What is the * operator commonly referred to when used with pointers?

Dereferencing operator. (B)

Given the code:

int y = 10;
int* yPtr = &y;
cout << *yPtr;

What will be the output?

The value of y. (D)

How should pointers be initialized in modern C++ to indicate that they do not point to any valid memory location?

nullptr (B)

Which of the following describes a key advantage of using pass-by-reference with pointers?

It allows modification of the original variable and avoids the overhead of copying large objects. (D)

What is the primary difference between passing an argument by value versus by reference with pointers?

Pass by reference with pointers involves passing the memory address, allowing changes to the original variable, whereas pass by value passes a copy. (A)

If a function is designed to modify an argument passed to it, which method should be used?

Pass-by-reference with pointers. (C)

What is the correct syntax to declare a built-in array of 10 integers named numbers?

int numbers[10]; (C)

What happens if you provide fewer initializers than the size of a built-in array during initialization?

The remaining elements will be value-initialized to zero (or nullptr for pointers). (D)

What happens if you provide too many initializers for a built-in array during declaration?

A compilation error will occur. (C)

How do built-in arrays behave when passed as arguments to a function?

The address of the array's first element is passed, allowing the function to modify the original array. (B)

What is the significance of declaring a built-in array parameter as const in a function?

It prevents the function from modifying the elements of the array. (A)

Which of the following operations is NOT permitted on built-in arrays directly?

Comparing two arrays using relational operators (e.g., <, >). (D)

What must a function that processes a built-in array typically receive as arguments?

The built-in array's name and its size. (D)

What is a critical consideration regarding array-access expressions when using built-in arrays?

You must manually ensure that array-access expressions use subscripts that are within the built-in array's bounds. (D)

Given a pointer ptr pointing to an integer, what does ptr + n do, where n is an integer?

Increments the memory address stored in ptr by n multiplied by the size of an integer. (A)

If int arr[5] is declared and the first element is located at memory address 1000, what address does arr + 2 refer to (assuming integers are 4 bytes)?

1008 (A)

Which operation is NOT typically allowed directly with void* pointers?
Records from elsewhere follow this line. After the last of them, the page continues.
//! Enrollment HTTP API payloads.
//!
//! Two endpoints: `POST /provision` issues a player key and a short
//! registration code; `GET /player/{player_key}/credentials` returns the
//! mTLS material once a human has completed registration on the companion
//! site (404 until then).

use serde::{Deserialize, Serialize};

use crate::ids::PlayerKey;

/// Lifetime of a registration code in seconds (15 minutes).
pub const REGISTRATION_CODE_TTL_SECS: u64 = 15 * 60;

/// Body of `POST /provision`.
#[derive(Debug, Clone, Serialize, Deserialize)]
pub struct ProvisionRequest {
	/// Device model string.
	pub model: String,
	/// Firmware version string.
	pub firmware_version: String,
}

/// Successful response of `POST /provision`.
#[derive(Debug, Clone, Serialize, Deserialize)]
pub struct ProvisionResponse {
	/// Newly issued player identity.
	pub player_key: PlayerKey,
	/// 6-character human-readable code to enter on the companion site.
	pub registration_code: String,
	/// ISO-8601 expiry of the code.
	pub expires_at: String,
	/// Broker host to connect to once registered.
	pub mqtt_host: String,
	/// Broker port.
	pub mqtt_port: u16,
}

/// Successful response of `GET /player/{player_key}/credentials`.
#[derive(Debug, Clone, Serialize, Deserialize)]
pub struct CredentialsResponse {
	/// PEM-encoded certificate-authority chain.
	pub ca_pem: String,
	/// PEM-encoded client certificate.
	pub cert_pem: String,
	/// PEM-encoded client private key.
	pub key_pem: String,
	/// Broker host override, when the cloud moved the player.
	#[serde(default)]
	pub mqtt_host: Option<String>,
	/// Broker port override.
	#[serde(default)]
	pub mqtt_port: Option<u16>,
}
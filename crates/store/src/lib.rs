//! Persistent state for the Makapix player agent.
//!
//! # Purpose
//!
//! - Define the two storage partitions the agent depends on: a flat
//!   key-value namespace for small, frequently read enrollment values and a
//!   blob partition for the multi-kilobyte mTLS PEM material.
//! - Define [`CredentialStore`], the typed facade the rest of the core uses.
//!
//! # Mental model
//!
//! - *Registered* means the identity is stored AND all three PEM objects are
//!   present and readable. Anything less reads as unregistered.
//! - `put_certs` performs three separate writes and is not atomic. Readers
//!   that find partial state treat it as absent; re-provisioning may
//!   overwrite any partial state.
//! - Truncation is observable: a PEM blob that lost its END marker reads as
//!   [`StoreError::Truncated`], which every caller maps to absence.

mod backend;
mod credentials;
mod error;

pub use backend::{BlobStore, FsStore, KvStore};
pub use credentials::{CredentialStore, KV_MQTT_HOST, KV_MQTT_PORT, KV_PLAYER_KEY};
pub use error::{Result, StoreError};
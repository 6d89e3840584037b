//! Error types for channels and switching.

use thiserror::Error;

/// Errors from channel index acquisition.
#[derive(Debug, Clone, PartialEq, Eq, Error)]
pub enum IndexError {
	/// The cloud does not know the channel (empty index is acceptable).
	#[error("channel not found")]
	NotFound,

	/// The request layer failed.
	#[error("index request failed: {0}")]
	Request(String),

	/// The cached or fetched index could not be decoded.
	#[error("malformed index: {0}")]
	Malformed(String),
}

/// Errors from channel operations.
#[derive(Debug, Error)]
pub enum ChannelError {
	/// Index acquisition failed.
	#[error(transparent)]
	Index(#[from] IndexError),

	/// Local persistence of the index failed.
	#[error("index persistence failed: {0}")]
	Io(#[from] std::io::Error),
}

/// Outcome classification for a channel switch.
///
/// Hard failures never escape the switch procedure: it degrades to local
/// storage instead. Preemption is the one non-success outcome the switch
/// task must react to.
#[derive(Debug, Clone, Copy, PartialEq, Eq, Error)]
pub enum SwitchError {
	/// A newer request preempted this switch; the pending slot carries it.
	#[error("switch preempted")]
	Preempted,
}

/// Result alias for channel operations.
pub type Result<T> = std::result::Result<T, ChannelError>;
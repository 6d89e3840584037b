//! Lifecycle states and the permitted transition set.

use serde::{Deserialize, Serialize};

/// Top-level lifecycle of the agent.
#[derive(Debug, Clone, Copy, PartialEq, Eq, Serialize, Deserialize)]
#[serde(rename_all = "snake_case")]
pub enum Lifecycle {
	/// Not provisioning, not connected.
	Idle,
	/// Phase-A enrollment request in flight.
	Provisioning,
	/// Registration code on screen; credential polling active.
	ShowCode,
	/// Session initiated, waiting for the connected edge.
	Connecting,
	/// Broker session up.
	Connected,
	/// Broker session lost; reconnect pending or running.
	Disconnected,
	/// Credentials rejected repeatedly. Terminal until re-provisioning.
	RegistrationInvalid,
}

impl Lifecycle {
	/// Whether the edge `self -> to` is in the permitted transition table.
	#[must_use]
	pub fn permits(self, to: Lifecycle) -> bool {
		use Lifecycle::*;
		matches!(
			(self, to),
			(Idle, Provisioning)
				| (Provisioning, ShowCode)
				| (Provisioning, Idle)
				| (ShowCode, Idle)
				| (ShowCode, Connecting)
				| (Idle, Connecting)
				| (Connecting, Connected)
				| (Connecting, RegistrationInvalid)
				| (Connected, Disconnected)
				| (Disconnected, Connected)
				| (Disconnected, RegistrationInvalid)
				| (RegistrationInvalid, Provisioning)
		)
	}
}

impl std::fmt::Display for Lifecycle {
	fn fmt(&self, f: &mut std::fmt::Formatter<'_>) -> std::fmt::Result {
		let name = match self {
			Self::Idle => "idle",
			Self::Provisioning => "provisioning",
			Self::ShowCode => "show_code",
			Self::Connecting => "connecting",
			Self::Connected => "connected",
			Self::Disconnected => "disconnected",
			Self::RegistrationInvalid => "registration_invalid",
		};
		f.write_str(name)
	}
}

#[cfg(test)]
mod tests {
	use super::Lifecycle::*;

	#[test]
	fn permitted_edges() {
		assert!(Idle.permits(Provisioning));
		assert!(Provisioning.permits(ShowCode));
		assert!(ShowCode.permits(Connecting));
		assert!(Connecting.permits(Connected));
		assert!(Connected.permits(Disconnected));
		assert!(Disconnected.permits(Connected));
		assert!(RegistrationInvalid.permits(Provisioning));
	}

	#[test]
	fn rejected_edges() {
		assert!(!Idle.permits(Connected));
		assert!(!Connected.permits(Provisioning));
		assert!(!RegistrationInvalid.permits(Connecting));
		assert!(!Provisioning.permits(Connected));
	}
}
Dereferencing the pointer. (D)

Under what condition are comparisons using relational operators ( <, >, <=, >=) meaningful when used with pointers?

When the pointers point to elements within the same built-in array. (C)
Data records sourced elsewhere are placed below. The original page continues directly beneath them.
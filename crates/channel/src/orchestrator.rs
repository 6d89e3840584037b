//! Serialized channel switching with preemption and fallback.

use std::sync::atomic::{AtomicBool, Ordering};
use std::sync::{Arc, Mutex};
use std::time::Duration;

use makapix_bus::LinkProbe;
use makapix_proto::{ArtworkPost, ChannelId, ChannelKind, ChannelMessage};
use tokio::sync::Notify;
use tokio::task::JoinHandle;

use crate::collab::{AppState, DownloadManager, PlaybackEngine, RenderSurface};
use crate::error::SwitchError;
use crate::handle::{Channel, ChannelFactory, SingleAssetChannel};

/// Items requested from the download queue when a channel has no assets.
pub const PREFETCH_AHEAD: usize = 16;
/// Cap on the first-playable-asset wait.
pub const FIRST_ASSET_WAIT: Duration = Duration::from_secs(60);
/// Poll period within the first-asset wait.
pub const FIRST_ASSET_POLL: Duration = Duration::from_millis(500);

// 4 polls × 500 ms = one UI refresh every 2 s.
const UI_REFRESH_POLLS: u32 = 4;
const ERROR_MESSAGE_HOLD: Duration = Duration::from_secs(5);

/// A channel switch request as written into the pending slot.
#[derive(Debug, Clone, PartialEq, Eq)]
pub struct SwitchRequest {
	/// Kind of channel to switch to.
	pub kind: ChannelKind,
	/// Identifier for user/hashtag channels.
	pub identifier: Option<String>,
}

impl SwitchRequest {
	fn target(&self) -> ChannelId {
		self.kind.channel_id(self.identifier.as_deref())
	}

	fn display_name(&self) -> String {
		self.kind.display_name(self.identifier.as_deref())
	}
}

/// Reconstruct a switch request from a stable channel id.
fn request_for_id(id: &ChannelId) -> Option<SwitchRequest> {
	let raw = id.as_str();
	let (kind, identifier) = match raw {
		"all" => (ChannelKind::All, None),
		"promoted" => (ChannelKind::Promoted, None),
		_ => {
			if let Some(name) = raw.strip_prefix("user/") {
				(ChannelKind::User, Some(name.to_string()))
			} else if let Some(tag) = raw.strip_prefix("hashtag/") {
				(ChannelKind::Hashtag, Some(tag.to_string()))
			} else {
				return None;
			}
		}
	};
	Some(SwitchRequest { kind, identifier })
}

/// Everything the orchestrator collaborates with.
pub struct OrchestratorDeps {
	/// Creates channel handles.
	pub factory: Arc<dyn ChannelFactory>,
	/// The display stack.
	pub playback: Arc<dyn PlaybackEngine>,
	/// On-screen channel messages.
	pub surface: Arc<dyn RenderSurface>,
	/// The asset download queue.
	pub downloads: Arc<dyn DownloadManager>,
	/// Play-order setting and last-channel persistence.
	pub app_state: Arc<dyn AppState>,
	/// Link-layer probe (UI messages are only useful when the link is up).
	pub probe: Arc<dyn LinkProbe>,
	/// View-intent flag shared with the view tracker.
	pub intent_flag: Arc<AtomicBool>,
}

/// Accepts switch requests from any task and runs them serially.
#[derive(Clone)]
pub struct ChannelOrchestrator {
	inner: Arc<Inner>,
}

struct Inner {
	deps: OrchestratorDeps,
	state: Mutex<OrchState>,
	/// Monotonic abort flag; set by preemption, cleared by the switch task.
	abort: AtomicBool,
	wake: Notify,
	show_task: Mutex<Option<JoinHandle<()>>>,
}

#[derive(Default)]
struct OrchState {
	current: Option<ChannelId>,
	loading: Option<ChannelId>,
	previous: Option<ChannelId>,
	adopted: Option<Arc<dyn Channel>>,
	/// Single-slot pending request; `Some` is the "has request" flag.
	pending: Option<SwitchRequest>,
}

enum SwitchStep {
	Done,
	Preempted,
	Fallback(SwitchRequest),
	Sdcard,
}

enum FirstAsset {
	Ready,
	Preempted,
	TimedOut,
}

impl ChannelOrchestrator {
	/// Build an orchestrator. [`ChannelOrchestrator::run`] must be spawned
	/// exactly once for requests to be serviced.
	#[must_use]
	pub fn new(deps: OrchestratorDeps) -> Self {
		Self {
			inner: Arc::new(Inner {
				deps,
				state: Mutex::new(OrchState::default()),
				abort: AtomicBool::new(false),
				wake: Notify::new(),
				show_task: Mutex::new(None),
			}),
		}
	}

	/// Request a switch. Callable from any task; returns immediately.
	///
	/// Identical targets collapse; a request arriving while another switch
	/// is loading preempts it and will be serviced next.
	pub fn request_channel_switch(&self, kind: ChannelKind, identifier: Option<&str>) {
		let request = SwitchRequest {
			kind,
			identifier: identifier.map(str::to_string),
		};
		let target = request.target();

		let loading = {
			let mut state = self.inner.state.lock().unwrap();
			if state.loading.as_ref() == Some(&target) {
				// Already loading exactly this channel.
				return;
			}
			state.pending = Some(request);
			state.loading.is_some()
		};

		if loading {
			self.inner.abort.store(true, Ordering::SeqCst);
		} else {
			self.inner.wake.notify_one();
		}
	}

	/// The switch task body. Spawn once; never returns.
	pub async fn run(&self) {
		loop {
			self.inner.wake.notified().await;
			while let Some(request) = self.inner.take_pending() {
				// The drained request is the one the abort was raised for.
				self.inner.abort.store(false, Ordering::SeqCst);
				match self.inner.execute(request).await {
					Ok(()) => {}
					Err(SwitchError::Preempted) => {
						// The pending slot carries the newer request; loop.
					}
				}
			}
		}
	}

	/// Show a single artwork now, outside normal channel playback.
	///
	/// Cancels any in-flight show-artwork task, downloads the file, and
	/// submits a direct swap with the intentional flag set.
	pub fn show_artwork(&self, post: ArtworkPost) {
		let inner = self.inner.clone();
		let mut slot = self.inner.show_task.lock().unwrap();
		if let Some(task) = slot.take() {
			task.abort();
		}
		*slot = Some(tokio::spawn(async move {
			inner.show_artwork_task(post).await;
		}));
	}

	/// Stable id of the adopted channel, if any.
	#[must_use]
	pub fn current_channel_id(&self) -> Option<ChannelId> {
		self.inner.state.lock().unwrap().current.clone()
	}

	/// Whether a switch is mid-flight.
	#[must_use]
	pub fn is_loading(&self) -> bool {
		self.inner.state.lock().unwrap().loading.is_some()
	}

	/// Name and identifier of the adopted channel, for telemetry.
	#[must_use]
	pub fn adopted_channel_info(&self) -> Option<(String, Option<String>)> {
		let state = self.inner.state.lock().unwrap();
		let adopted = state.adopted.as_ref()?;
		Some((adopted.channel_id().to_string(), adopted.identifier()))
	}
}

impl Inner {
	fn take_pending(&self) -> Option<SwitchRequest> {
		self.state.lock().unwrap().pending.take()
	}

	fn preempted(&self) -> bool {
		self.abort.load(Ordering::SeqCst) || self.state.lock().unwrap().pending.is_some()
	}

	/// Run one request plus its fallback chain.
	async fn execute(&self, request: SwitchRequest) -> Result<(), SwitchError> {
		let mut request = request;
		loop {
			match self.switch_once(&request).await {
				SwitchStep::Done => return Ok(()),
				SwitchStep::Preempted => return Err(SwitchError::Preempted),
				SwitchStep::Fallback(next) => {
					tracing::info!(channel = %next.target(), "falling back to previous channel");
					request = next;
				}
				SwitchStep::Sdcard => {
					self.fall_back_to_sdcard();
					return Ok(());
				}
			}
		}
	}

	async fn switch_once(&self, request: &SwitchRequest) -> SwitchStep {
		let target = request.target();
		let name = request.display_name();

		// Same channel already adopted: restart playback, skip the refresh.
		let restart = {
			let state = self.state.lock().unwrap();
			(state.current.as_ref() == Some(&target))
				.then(|| state.adopted.clone())
				.flatten()
		};
		if let Some(adopted) = restart {
			adopted.start_playback(self.deps.app_state.play_order());
			self.deps.playback.request_swap();
			return SwitchStep::Done;
		}

		// Record previous, raise the loading flags, detach the old handle.
		let (old, cancel_downloads) = {
			let mut state = self.state.lock().unwrap();
			let cancel = state
				.current
				.clone()
				.filter(|current| *current != target);
			state.previous = state.current.clone();
			state.loading = Some(target.clone());
			(state.adopted.take(), cancel)
		};
		if let Some(prior) = cancel_downloads {
			self.deps.downloads.cancel_channel(&prior);
		}
		if let Some(old) = old {
			// Clear the engine's reference before destroying to avoid the
			// engine pulling from a dead handle.
			self.deps.playback.clear_channel();
			old.destroy().await;
		}

		let handle = self.deps.factory.create(&request.kind, request.identifier.as_deref());
		self.state.lock().unwrap().current = Some(target.clone());

		if let Err(e) = handle.load().await {
			tracing::warn!(channel = %target, error = %e, "channel load failed");
			self.deps
				.surface
				.set_channel_message(ChannelMessage::Error, Some(name.clone()));
			tokio::time::sleep(ERROR_MESSAGE_HOLD).await;
			self.dispose_loading(&handle).await;
			if self.state.lock().unwrap().pending.is_some() {
				return SwitchStep::Preempted;
			}
			return SwitchStep::Sdcard;
		}

		if self.preempted() {
			self.dispose_loading(&handle).await;
			return SwitchStep::Preempted;
		}

		let stats = handle.stats();
		if stats.local_available == 0 {
			match self
				.wait_first_asset(&handle, &target, &name, stats.index_len)
				.await
			{
				FirstAsset::Ready => {}
				FirstAsset::Preempted => return SwitchStep::Preempted,
				FirstAsset::TimedOut => {
					self.deps
						.surface
						.set_channel_message(ChannelMessage::Error, Some(name.clone()));
					tokio::time::sleep(ERROR_MESSAGE_HOLD).await;
					self.dispose_loading(&handle).await;

					// Fallback priority: pending request, previous channel,
					// then local storage.
					if self.state.lock().unwrap().pending.is_some() {
						return SwitchStep::Preempted;
					}
					let previous = self.state.lock().unwrap().previous.take();
					if let Some(previous) = previous
						&& previous != target
						&& let Some(fallback) = request_for_id(&previous)
					{
						return SwitchStep::Fallback(fallback);
					}
					return SwitchStep::Sdcard;
				}
			}
		}

		handle.start_playback(self.deps.app_state.play_order());

		// Adoption: the engine starts pulling from the handle; the
		// orchestrator stays responsible for destroying it on replacement.
		{
			let mut state = self.state.lock().unwrap();
			state.adopted = Some(handle.clone());
			state.loading = None;
		}
		self.deps.playback.adopt(handle);
		self.deps.playback.request_swap();
		self.deps
			.surface
			.set_channel_message(ChannelMessage::None, None);
		self.deps
			.app_state
			.set_last_channel(&request.kind, request.identifier.as_deref());

		tracing::info!(channel = %target, "channel switch complete");
		SwitchStep::Done
	}

	/// Poll until one asset of the channel exists locally.
	async fn wait_first_asset(
		&self,
		handle: &Arc<dyn Channel>,
		target: &ChannelId,
		name: &str,
		index_len: usize,
	) -> FirstAsset {
		self.deps
			.downloads
			.ensure_downloads_ahead(target, PREFETCH_AHEAD);
		if self.deps.probe.local_ip().is_some() {
			let message = if index_len == 0 {
				ChannelMessage::Loading
			} else {
				ChannelMessage::Downloading
			};
			self.deps
				.surface
				.set_channel_message(message, Some(name.to_string()));
		}

		let polls = (FIRST_ASSET_WAIT.as_millis() / FIRST_ASSET_POLL.as_millis()) as u32;
		for poll in 1..=polls {
			tokio::time::sleep(FIRST_ASSET_POLL).await;

			if self.preempted() {
				self.dispose_loading(handle).await;
				return FirstAsset::Preempted;
			}
			if self.deps.playback.is_animation_ready() {
				return FirstAsset::Ready;
			}
			let stats = handle.stats();
			if stats.local_available > 0 {
				return FirstAsset::Ready;
			}

			if poll % UI_REFRESH_POLLS == 0 {
				let elapsed = poll / 2;
				if self.deps.probe.local_ip().is_some() {
					let message = if stats.index_len == 0 {
						ChannelMessage::Loading
					} else {
						ChannelMessage::Downloading
					};
					self.deps
						.surface
						.set_channel_message(message, Some(format!("{name} ({elapsed}s)")));
				}
				self.deps
					.downloads
					.ensure_downloads_ahead(target, PREFETCH_AHEAD);
			}
		}
		FirstAsset::TimedOut
	}

	/// Dispose a handle that never reached adoption and reset the flags.
	async fn dispose_loading(&self, handle: &Arc<dyn Channel>) {
		handle.destroy().await;
		{
			let mut state = self.state.lock().unwrap();
			state.current = None;
			state.loading = None;
		}
		self.abort.store(false, Ordering::SeqCst);
	}

	/// Terminal graceful degradation to local storage.
	fn fall_back_to_sdcard(&self) {
		tracing::warn!("falling back to local storage");
		{
			let mut state = self.state.lock().unwrap();
			state.current = None;
			state.loading = None;
			state.adopted = None;
		}
		self.deps.playback.clear_channel();
		self.deps.playback.fall_back_to_local();
		self.deps
			.surface
			.set_channel_message(ChannelMessage::None, None);
	}

	async fn show_artwork_task(&self, post: ArtworkPost) {
		let progress = Box::new(|pct: u8| {
			tracing::debug!(pct, "artwork download progress");
		});
		let path = match self.deps.downloads.download_artwork(&post, progress).await {
			Ok(path) => path,
			Err(e) => {
				tracing::warn!(post_id = post.post_id.0, error = %e, "artwork download failed");
				self.deps
					.surface
					.set_channel_message(ChannelMessage::Error, None);
				return;
			}
		};

		let single: Arc<dyn Channel> = Arc::new(SingleAssetChannel::new(post, path));
		let old = {
			let mut state = self.state.lock().unwrap();
			// The "artwork" sentinel keeps a later channel switch from
			// reading this as a same-channel no-op.
			state.current = Some(ChannelKind::Artwork.channel_id(None));
			state.adopted.replace(single.clone())
		};
		if let Some(old) = old {
			self.deps.playback.clear_channel();
			old.destroy().await;
		}

		self.deps.intent_flag.store(true, Ordering::SeqCst);
		self.deps.playback.adopt(single);
		self.deps.playback.request_swap();
	}
}

#[cfg(test)]
mod tests {
	use super::*;

	#[test]
	fn request_for_id_parses_known_shapes() {
		assert_eq!(
			request_for_id(&ChannelId("all".into())),
			Some(SwitchRequest {
				kind: ChannelKind::All,
				identifier: None
			})
		);
		assert_eq!(
			request_for_id(&ChannelId("user/kury".into())),
			Some(SwitchRequest {
				kind: ChannelKind::User,
				identifier: Some("kury".into())
			})
		);
		assert_eq!(request_for_id(&ChannelId("artwork".into())), None);
	}
}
Given int b[5]; and int* bPtr;, which of the following statements correctly assigns the address of the first element of array b to the pointer bPtr?

bPtr = &b[0]; (A)

If bPtr points to b[0] of array b, how can b[3] be accessed using pointer arithmetic?

*(bPtr + 3) (A)

If bPtr points to the beginning of array b, how is the address of b[3] correctly expressed using pointer arithmetic?

bPtr + 3 (D)

How can you access the value of the second element of an array arr using pointer notation, assuming ptr points to the beginning of arr?

*(ptr + 1) (D)

What is a pointer-based string in C++?

A built-in array of characters ending with a null character. (B)
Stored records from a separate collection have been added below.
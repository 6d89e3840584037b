//! Makapix player agent binary.

use std::path::PathBuf;
use std::sync::Arc;

use clap::Parser;
use makapix_agent::platform::{
	LogPlayback, LogSurface, LoopbackConnector, NoSharedBus, NoopDriver, SystemLinkProbe,
};
use makapix_agent::{AgentConfig, AgentRuntime, HttpEnrollment, RuntimeDeps};
use tracing_subscriber::EnvFilter;

#[derive(Debug, Parser)]
#[command(name = "makapix-agent", about = "Makapix player control plane")]
struct Args {
	/// Path to the agent configuration file.
	#[arg(long, default_value = "makapix.toml")]
	config: PathBuf,

	/// Override the state directory.
	#[arg(long)]
	state_dir: Option<PathBuf>,

	/// Begin provisioning immediately instead of connecting.
	#[arg(long)]
	provision: bool,
}

#[tokio::main]
async fn main() -> Result<(), Box<dyn std::error::Error>> {
	tracing_subscriber::fmt()
		.with_env_filter(EnvFilter::try_from_default_env().unwrap_or_else(|_| "info".into()))
		.init();

	let args = Args::parse();
	let mut config = AgentConfig::load(&args.config)?;
	if let Some(state_dir) = args.state_dir {
		config.state_dir = state_dir;
	}
	tracing::info!(state_dir = %config.state_dir.display(), "starting makapix agent");

	let enrollment = Arc::new(HttpEnrollment::new(config.provisioning_url.clone()));
	let runtime = AgentRuntime::start(
		config,
		RuntimeDeps {
			connector: Arc::new(LoopbackConnector::new()),
			playback: Arc::new(LogPlayback::default()),
			surface: Arc::new(LogSurface),
			shared_bus: Arc::new(NoSharedBus),
			probe: Arc::new(SystemLinkProbe),
			driver: Arc::new(NoopDriver),
			enrollment,
		},
	)?;

	if args.provision {
		runtime.supervisor().start_provisioning();
	} else {
		runtime.supervisor().connect_if_registered().await;
	}

	tokio::signal::ctrl_c().await?;
	tracing::info!("shutting down");
	runtime.session().disconnect();
	Ok(())
}
//! View telemetry tracker.
//!
//! A swap of the displayed asset arms the tracker; a 1 s tick advances it.
//! The first view event fires after 5 s on screen, then one every 30 s.
//! Only vault-backed assets are reported.

use std::path::{Path, PathBuf};
use std::sync::atomic::{AtomicBool, Ordering};
use std::sync::{Arc, Mutex};
use std::time::Duration;

use makapix_proto::{PostId, ViewIntent};
use tokio::task::JoinHandle;

use crate::collab::{AppState, ViewRecord, ViewSink};
use crate::vault::VAULT_DIR;

/// Seconds on screen before the first view event.
pub const FIRST_VIEW_SECS: u64 = 5;
/// Period of subsequent view events.
pub const VIEW_PERIOD_SECS: u64 = 30;

struct Tracked {
	post_id: PostId,
	filepath: PathBuf,
	channel: String,
	identifier: Option<String>,
	intent: ViewIntent,
	elapsed: u64,
}

/// Emits timed playback-engagement events for the asset on screen.
#[derive(Clone)]
pub struct ViewTracker {
	inner: Arc<Inner>,
}

struct Inner {
	sink: Arc<dyn ViewSink>,
	app_state: Arc<dyn AppState>,
	/// Read-and-cleared on a genuine swap; set by show-artwork.
	intent_flag: Arc<AtomicBool>,
	vault_prefix: PathBuf,
	state: Mutex<Option<Tracked>>,
}

impl ViewTracker {
	/// Build a tracker. `asset_root` is the directory containing the vault.
	#[must_use]
	pub fn new(
		sink: Arc<dyn ViewSink>,
		app_state: Arc<dyn AppState>,
		intent_flag: Arc<AtomicBool>,
		asset_root: &Path,
	) -> Self {
		Self {
			inner: Arc::new(Inner {
				sink,
				app_state,
				intent_flag,
				vault_prefix: asset_root.join(VAULT_DIR),
				state: Mutex::new(None),
			}),
		}
	}

	/// Signal that the displayed asset changed.
	///
	/// Redundant signals for the asset already being tracked are ignored and
	/// do not reset the timer. Assets outside the vault stop tracking.
	pub fn on_swap(
		&self,
		post_id: PostId,
		filepath: &Path,
		channel: &str,
		identifier: Option<&str>,
	) {
		let mut state = self.inner.state.lock().unwrap();

		if !filepath.starts_with(&self.inner.vault_prefix) {
			// Local-storage assets are not reported.
			*state = None;
			return;
		}

		if let Some(tracked) = state.as_ref()
			&& tracked.post_id == post_id
			&& tracked.filepath == filepath
		{
			return;
		}

		let intent = if self.inner.intent_flag.swap(false, Ordering::SeqCst) {
			ViewIntent::Artwork
		} else {
			ViewIntent::Channel
		};
		*state = Some(Tracked {
			post_id,
			filepath: filepath.to_path_buf(),
			channel: channel.to_string(),
			identifier: identifier.map(str::to_string),
			intent,
			elapsed: 0,
		});
	}

	/// Advance the timer by one second, emitting when due.
	pub fn tick(&self) {
		let record = {
			let mut state = self.inner.state.lock().unwrap();
			let Some(tracked) = state.as_mut() else {
				return;
			};
			tracked.elapsed += 1;
			if !due(tracked.elapsed) {
				return;
			}
			ViewRecord {
				post_id: tracked.post_id,
				intent: tracked.intent,
				play_order: self.inner.app_state.play_order(),
				channel: tracked.channel.clone(),
				identifier: tracked.identifier.clone(),
				ack_requested: tracked.intent == ViewIntent::Artwork,
			}
		};
		self.inner.sink.emit(record);
	}

	/// Spawn the 1 s ticker task. The task stops when the handle drops.
	pub fn spawn_ticker(&self) -> ViewTickerHandle {
		let tracker = self.clone();
		let task = tokio::spawn(async move {
			let mut interval = tokio::time::interval(Duration::from_secs(1));
			interval.set_missed_tick_behavior(tokio::time::MissedTickBehavior::Delay);
			// The first tick of a tokio interval fires immediately.
			interval.tick().await;
			loop {
				interval.tick().await;
				tracker.tick();
			}
		});
		ViewTickerHandle { task }
	}
}

/// A view event is due at 5 s and then every 30 s (35, 65, 95, ...).
fn due(elapsed: u64) -> bool {
	elapsed >= FIRST_VIEW_SECS && (elapsed - FIRST_VIEW_SECS) % VIEW_PERIOD_SECS == 0
}

/// Abort-on-drop handle to the ticker task.
pub struct ViewTickerHandle {
	task: JoinHandle<()>,
}

impl Drop for ViewTickerHandle {
	fn drop(&mut self) {
		self.task.abort();
	}
}

#[cfg(test)]
mod tests {
	use super::*;

	#[test]
	fn cadence_is_5_then_every_30() {
		let hits: Vec<u64> = (1..=100).filter(|&s| due(s)).collect();
		assert_eq!(hits, vec![5, 35, 65, 95]);
	}
}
How is a pointer-based string typically accessed?

Via a pointer to its first character. (C)

When creating a built-in array of characters to hold a string, what critical consideration must be taken into account?

The array must be large enough to store the string and its terminating null character. (C)

What is the modern recommendation for handling strings in C++?

Use the string class from the string library. (D)

Which of the following describes a key difference between pointers and references?

Pointers can be null, but references cannot. (C)

Which of the following statements is true about the memory allocation of pointers and references?

Pointers have their own memory address, while references share the address of the object they refer to. (B)

Following the declaration int *ptr;, which of the following is an example of dynamic memory allocation?

ptr = new int; (C)

Which of the following is a key benefit of using function pointers?

They allow dynamic function selection at runtime. (A)

What is a primary advantage of using pointers with linked lists, trees, and other dynamic data structures?

They allow efficient memory allocation and eliminate size constraints of arrays. (D)

When passing a 1D array to a function in C++, what are common strategies to provide the array's size information?

Using an unsized array and a size parameter. (C)

Which method allows a function to determine the number of columns in a 2D array, when passed as a parameter?

Passing the array along with the number of rows and columns. (C)

Flashcards

What is a Pointer?

Contains the memory address of a variable

Direct vs. Indirect References

A variable name directly accesses a value, while a pointer indirectly does.

Pointer Declaration

The '*' indicates the variable is a pointer. Applies only to that variable in declaration.

Address Operator (&)

The unary '&' operator obtains the memory address of its operand.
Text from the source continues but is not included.